»ECHTE KERLE«

Auf die Straße

Männer können auch ganz anders

Der Frankfurter Kriminalpolizist Christoph Schwenk (Christoph M. Ohrt) markiert gerne den harten Bullen und Macho. Als er seine Verlobte mit einem anderen Kerl erwischt, glaubt er, sein Problem mit ein paar harten Drinks lösen zu können. Am nächsten Morgen wacht das Rauhbein mit einem Filmriß im Bett des schwulen Automechanikers Edgar Sänger (Tim Bergmann) auf. Es trifft ihn noch dicker: Die Verlobte läßt ihn nicht mehr in die gemeinsame Wohnung, sein VW wird geklaut; ausgerechnet ihm - observiert er doch gerade mit seinem Kollegen und Kumpel Mike Niemcek (Oliver Stokowski) eine Autoschieberbande.
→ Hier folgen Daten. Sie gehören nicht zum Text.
//! # Beat-Grid Quantizer
//!
//! Bar lines are global pixel positions marking the start of each bar. A
//! position is snapped to the nearest of [`SUBDIVISIONS`] equal steps of the bar
//! that contains it:
//!
//! ```text
//! fraction = (g - bar[i]) / (bar[i+1] - bar[i])
//! g'       = bar[i] + round(fraction * 192) / 192 * (bar[i+1] - bar[i])
//! ```
//!
//! 192 steps per bar resolve 1/48 of a beat in 4/4, which covers quarter,
//! eighth, triplet, sixteenth and 32nd grids at once.
//!
//! Positions before the first bar line, at or after the last one, or on a grid
//! with fewer than two lines are returned unchanged. Quantization only ever
//! moves a position; the note's lane is never touched.

/// Snap steps per bar.
pub const SUBDIVISIONS: u32 = 192;

/// Accepted spread of bar spacing around the median when estimating tempo.
const SPACING_TOLERANCE: (f64, f64) = (0.8, 1.2);

#[derive(Debug, Clone, Default, PartialEq)]
pub struct BeatGrid {
    bar_lines: Vec<f64>,
}

impl BeatGrid {
    /// Build a grid from bar-line positions. Non-finite entries are dropped,
    /// the rest sorted and deduplicated.
    pub fn new(bar_lines: impl IntoIterator<Item = f64>) -> Self {
        let mut bar_lines: Vec<f64> = bar_lines.into_iter().filter(|g| g.is_finite()).collect();
        bar_lines.sort_by(f64::total_cmp);
        bar_lines.dedup();
        Self { bar_lines }
    }

    pub fn bar_lines(&self) -> &[f64] {
        &self.bar_lines
    }

    /// True when at least one full bar exists to snap into.
    pub fn is_usable(&self) -> bool {
        self.bar_lines.len() >= 2
    }

    /// Index `i` of the bar `[bar[i], bar[i+1])` containing `g`.
    pub fn bar_at(&self, g: f64) -> Option<usize> {
        let i = self.bar_lines.partition_point(|bar| *bar <= g).checked_sub(1)?;
        if i + 1 < self.bar_lines.len() {
            Some(i)
        } else {
            None
        }
    }

    /// Snap `g` onto the grid.
    ///
    /// # Example
    /// ```
    /// use slitchart::BeatGrid;
    ///
    /// let grid = BeatGrid::new([0.0, 4800.0]);
    /// assert_eq!(grid.quantize(1200.0), 1200.0);
    /// assert_eq!(grid.quantize(1210.0), 1200.0);
    /// assert_eq!(grid.quantize(-5.0), -5.0);
    /// ```
    pub fn quantize(&self, g: f64) -> f64 {
        let Some(i) = self.bar_at(g) else {
            return g;
        };
        let start = self.bar_lines[i];
        let width = self.bar_lines[i + 1] - start;
        start + snap_fraction((g - start) / width) * width
    }

    /// Estimate tempo from bar spacing.
    ///
    /// Spacings further than 20% from the median are treated as missed or
    /// doubled detections and ignored; the rest are averaged.
    pub fn estimate_bpm(&self, beats_per_line: f64, pixels_per_second: f64) -> Option<f64> {
        if !self.is_usable() || beats_per_line <= 0.0 || pixels_per_second <= 0.0 {
            return None;
        }
        let mut spacings: Vec<f64> = self.bar_lines.windows(2).map(|w| w[1] - w[0]).collect();
        spacings.sort_by(f64::total_cmp);
        let mid = spacings.len() / 2;
        let median = if spacings.len() % 2 == 0 {
            (spacings[mid - 1] + spacings[mid]) / 2.0
        } else {
            spacings[mid]
        };

        let (low, high) = SPACING_TOLERANCE;
        let kept: Vec<f64> = spacings
            .into_iter()
            .filter(|s| *s > low * median && *s < high * median)
            .collect();
        if kept.is_empty() {
            return None;
        }
        let mean = kept.iter().sum::<f64>() / kept.len() as f64;
        let seconds_per_line = mean / pixels_per_second;
        Some(60.0 / seconds_per_line * beats_per_line)
    }
}

/// Round a bar fraction to the nearest of [`SUBDIVISIONS`] steps.
pub fn snap_fraction(fraction: f64) -> f64 {
    let steps = SUBDIVISIONS as f64;
    (fraction * steps).round() / steps
}

#[cfg(test)]
mod tests {
    use super::*;
    use approx::assert_abs_diff_eq;
    use proptest::prelude::*;

    #[test]
    fn test_quarter_boundary_unchanged() {
        let grid = BeatGrid::new([0.0, 4800.0]);
        assert_eq!(grid.quantize(1200.0), 1200.0);
    }

    #[test]
    fn test_snaps_to_nearest_step() {
        // 4800 / 192 = 25 px per step
        let grid = BeatGrid::new([0.0, 4800.0]);
        assert_abs_diff_eq!(grid.quantize(12.0), 0.0, epsilon = 1e-9);
        assert_abs_diff_eq!(grid.quantize(13.0), 25.0, epsilon = 1e-9);
        assert_abs_diff_eq!(grid.quantize(4790.0), 4800.0, epsilon = 1e-9);
    }

    #[test]
    fn test_uses_enclosing_bar() {
        let grid = BeatGrid::new([1000.0, 2920.0, 4840.0]);
        assert_eq!(grid.bar_at(3000.0), Some(1));
        // 1920 / 192 = 10 px per step
        assert_abs_diff_eq!(grid.quantize(3004.0), 3000.0, epsilon = 1e-9);
        assert_abs_diff_eq!(grid.quantize(3006.0), 3010.0, epsilon = 1e-9);
    }

    #[test]
    fn test_outside_grid_is_noop() {
        let grid = BeatGrid::new([1000.0, 2000.0]);
        assert_eq!(grid.quantize(999.0), 999.0);
        assert_eq!(grid.quantize(2000.0), 2000.0);
        assert_eq!(grid.quantize(2500.5), 2500.5);
        assert_eq!(BeatGrid::new([]).quantize(17.3), 17.3);
        assert_eq!(BeatGrid::new([5.0]).quantize(17.3), 17.3);
    }

    #[test]
    fn test_unsorted_input_is_normalized() {
        let grid = BeatGrid::new([3000.0, 1000.0, 2000.0, 2000.0, f64::NAN]);
        assert_eq!(grid.bar_lines(), &[1000.0, 2000.0, 3000.0]);
    }

    #[test]
    fn test_estimate_bpm_ignores_outliers() {
        // 1200 px/s; bars every 2400 px = 2 s per bar, 4 beats -> 120 bpm
        let grid = BeatGrid::new([0.0, 2400.0, 4800.0, 7200.0, 8400.0, 10800.0]);
        let bpm = grid.estimate_bpm(4.0, 1200.0).unwrap();
        assert_abs_diff_eq!(bpm, 120.0, epsilon = 1e-9);
    }

    #[test]
    fn test_estimate_bpm_needs_two_lines() {
        assert_eq!(BeatGrid::new([10.0]).estimate_bpm(4.0, 1200.0), None);
        assert_eq!(BeatGrid::new([0.0, 100.0]).estimate_bpm(4.0, 0.0), None);
    }

    proptest! {
        #[test]
        fn proptest_quantize_idempotent(g in -100.0f64..10_000.0) {
            let grid = BeatGrid::new([0.0, 1750.0, 3600.0, 5000.0, 9000.0]);
            let once = grid.quantize(g);
            let twice = grid.quantize(once);
            prop_assert!((once - twice).abs() < 1e-6);
        }

        #[test]
        fn proptest_fraction_on_grid(g in 0.0f64..4799.0) {
            let grid = BeatGrid::new([0.0, 4800.0]);
            let steps = grid.quantize(g) / 4800.0 * SUBDIVISIONS as f64;
            prop_assert!((steps - steps.round()).abs() < 1e-6);
            prop_assert!((0.0..=SUBDIVISIONS as f64).contains(&steps.round()));
        }
    }
}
Dem Duo wird Verstärkung zugeteilt: Die attraktive und zudem besser ausgebildete Kommissarin Helen Renmark (Carin C. Tietze) ist für Christoph zuerst wie eine weitere Ohrfeige des Lebens. Ohne Dach über dem Kopf, zieht er notgedrungen in das Gästezimmer von Edgar, obwohl der ziemlich verliebt in ihn ist und in seiner Werkstatt offensichtlich gestohlene Autos frisiert.
Während er Edgars Nachstellungen abwehrt, entwickelt sich bei ihm Verständnis, und er beginnt sich zu verändern, toleranter und offener zu werden. Er verliert seine Homophobie und gewinnt ein differenziertes Verhältnis zu Frauen, besonders zu Helen, die an ihm Interesse zeigt. Doch daß ein Hetero mit einem Schwulen zusammenlebt, scheint niemand glauben zu wollen...
Statt auf gewöhnlichen Brechstangenhumor zu setzen, zeigt Regisseur und Autor Rolf Silber eine unaufdringliche und einfühlsame Komödie. In früheren Versionen war Edgar noch Bankkaufmann oder Computergrafiker. "Das war uns zu fernsehspielig", sagt Silber, "wir wollten das ganze mehr auf die Straße verlegen, zu den richtigen Menschen. Es sollte kein gepflegtes Mittelstandsambiente gezeigt werden." Deshalb spielt der Film in der härtesten, ruppigsten Stadt Deutschlands, in Frankfurt.
Silber studierte an der Film- und Fernsehakademie Berlin, bevor er in den 70ern politische Dokumentarfilme drehte. 1980 war er Mitgründer und Teilhaber einer Produktionsfirma, wo er vor allem an zahlreichen Kinderfernsehproduktionen (u.a. Käpt'n Blaubär ) als Autor, Regisseur, Cutter und Kameramann gearbeitet hat. In diesen Jahren entstand auch sein Kino-Debüt Kassensturz . In den 90ern entstanden die Fernsehkomödie 5 Zimmer, Küche, Bad und Willkommen in Babylon. "Vielseitiger, fantasievoller und genreübergreifender als im Kinderfilm kann man kaum drei Minuten kurze Geschichten erzählen", erklärt er, "die beste Schule, Film zu lernen." 1977 lernte er den Echte Kerle -Co-Autor Rudolf Bergmann ( Die Vier aus der Zwischenzeit ) in einer gemeinsamen Berliner Stammkneipe kennen. Die Idee für diesen Kinofilm basiert auf Silbers eigenen Erfahrungen, die er in einer Schwulen-WG, in der er fünf Jahre als "Alibi-Hetero" gelebt hat, gesammelt hat.